The Mustache in 2010

Social historians will record that in the early twenty-first century the fashion for a clean-shaven face lost its dominance in metropolitan North American bourgeois society. (The no-nonsense goatee-mustache, associated with manliness, had long been a very well-liked provincial look.) It was permissible, and often chic, to sport stubble, even in formal settings. A full beard was almost de rigueur for younger white males who wanted to signal that they occupied, or deserved to occupy, a prestigious role in the culture economy. The more elaborate and antiquated the beard, the more credible the signal. Emperor Franz Joseph himself could have wandered the streets without attracting attention. Indeed, it may be anticipated that future commentators will detect, in the whiskered countenances so typical of our epoch, a melancholy identification on the part of young Americans with their complacent and doomed counterparts in Austria-Hungary. This identification was of course ahistorical. The so-called millennials knew next to nothing about the Hapsburg Empire, the centenary of whose disappearance approached without their knowledge. Nonetheless, our descendants may well argue, the America of today is best understood not by reference to, say, Italy circa 1920, a period of substantive national chaos, but rather by reference to the complex political contradictions that characterized the relatively prosperous Dual Monarchy of a decade earlier, contradictions in many ways comparable to those obtaining in the United States during our beard craze, when a vast, apparently stable, multiethnic and multicultural polity depended for its cohesion on a philosophical and legal apparatus resembling, in its old idealism, the outdated dynastic raison d’être of Austria-Hungary. All this is by way of introducing the drama of Alexandre Dubuisson’s mustache.

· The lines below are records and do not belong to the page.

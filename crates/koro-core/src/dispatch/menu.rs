//! Menu-button labels and keyboards.
//!
//! Labels double as the wire format: a reply-keyboard press arrives as plain
//! text equal to the label, so these constants are matched verbatim by the
//! classifier.

use crate::messaging::types::MenuKeyboard;

pub const LOGIN: &str = "🔐 Login";
pub const BUY_NUMBER: &str = "🛒 Buy Number";
pub const CHECK_BALANCE: &str = "💰 Check Balance";
pub const DELETE_NUMBER: &str = "🗑️ Delete Number";
pub const LOGOUT: &str = "🚪 Logout";
pub const MAIL: &str = "📧 Mail";

pub const USER_LIST: &str = "👥 User List";
pub const BROADCAST: &str = "📢 Broadcast";
pub const BAN_USER: &str = "🚫 Ban User";
pub const UNBAN_USER: &str = "✅ Unban User";
pub const BANNED_LIST: &str = "📋 Banned List";
pub const LEAVE_ADMIN: &str = "🚪 Leave Admin";

/// Ordinary (non-admin) menu actions.
#[derive(Clone, Copy, Debug, PartialEq, Eq)]
pub enum MenuAction {
    Login,
    BuyNumber,
    CheckBalance,
    DeleteNumber,
    Logout,
    Mail,
}

impl MenuAction {
    pub fn from_label(text: &str) -> Option<Self> {
        match text {
            LOGIN => Some(Self::Login),
            BUY_NUMBER => Some(Self::BuyNumber),
            CHECK_BALANCE => Some(Self::CheckBalance),
            DELETE_NUMBER => Some(Self::DeleteNumber),
            LOGOUT => Some(Self::Logout),
            MAIL => Some(Self::Mail),
            _ => None,
        }
    }
}

/// Admin-panel menu actions (meaningful only while AdminMode is on).
#[derive(Clone, Copy, Debug, PartialEq, Eq)]
pub enum AdminAction {
    UserList,
    Broadcast,
    BanUser,
    UnbanUser,
    BannedList,
}

impl AdminAction {
    pub fn from_label(text: &str) -> Option<Self> {
        match text {
            USER_LIST => Some(Self::UserList),
            BROADCAST => Some(Self::Broadcast),
            BAN_USER => Some(Self::BanUser),
            UNBAN_USER => Some(Self::UnbanUser),
            BANNED_LIST => Some(Self::BannedList),
            _ => None,
        }
    }
}

pub fn logged_in_menu() -> MenuKeyboard {
    MenuKeyboard::new(vec![
        vec![BUY_NUMBER, MAIL],
        vec![CHECK_BALANCE, DELETE_NUMBER],
        vec![LOGOUT],
    ])
}

pub fn logged_out_menu() -> MenuKeyboard {
    MenuKeyboard::new(vec![vec![LOGIN, MAIL]])
}

pub fn admin_menu() -> MenuKeyboard {
    MenuKeyboard::new(vec![
        vec![USER_LIST, BROADCAST],
        vec![BAN_USER, UNBAN_USER],
        vec![BANNED_LIST, LEAVE_ADMIN],
    ])
}

#[cfg(test)]
mod tests {
    use super::*;

    #[test]
    fn every_menu_label_maps_back_to_its_action() {
        assert_eq!(MenuAction::from_label(LOGIN), Some(MenuAction::Login));
        assert_eq!(MenuAction::from_label(BUY_NUMBER), Some(MenuAction::BuyNumber));
        assert_eq!(MenuAction::from_label(LOGOUT), Some(MenuAction::Logout));
        assert_eq!(MenuAction::from_label("free text"), None);

        assert_eq!(AdminAction::from_label(BROADCAST), Some(AdminAction::Broadcast));
        assert_eq!(AdminAction::from_label(LEAVE_ADMIN), None);
    }
}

A youngish businessman (to be thirty-six in New York City was to be considered on the young side, it will be chronicled), Alex availed himself of the new shaving norm. That is, he shaved only every third Monday morning. To put it another way, he always shaved a three-week beard. The growth was black and dense, especially above the upper lip. Almost a quarter of an hour of lathering and razoring was required to get rid of it all. One morning, Alex saw that he had accidentally left himself with Elvis Presley sideburns. This amused him. Thereafter, when he shaved, he subtracted facial hair so as to create an amusing residue. The soul patch, the cop stache, muttonchops, the Zappa, the pencil, the chin curtain, the rap-industry standard: Alex barbered himself in these and other styles.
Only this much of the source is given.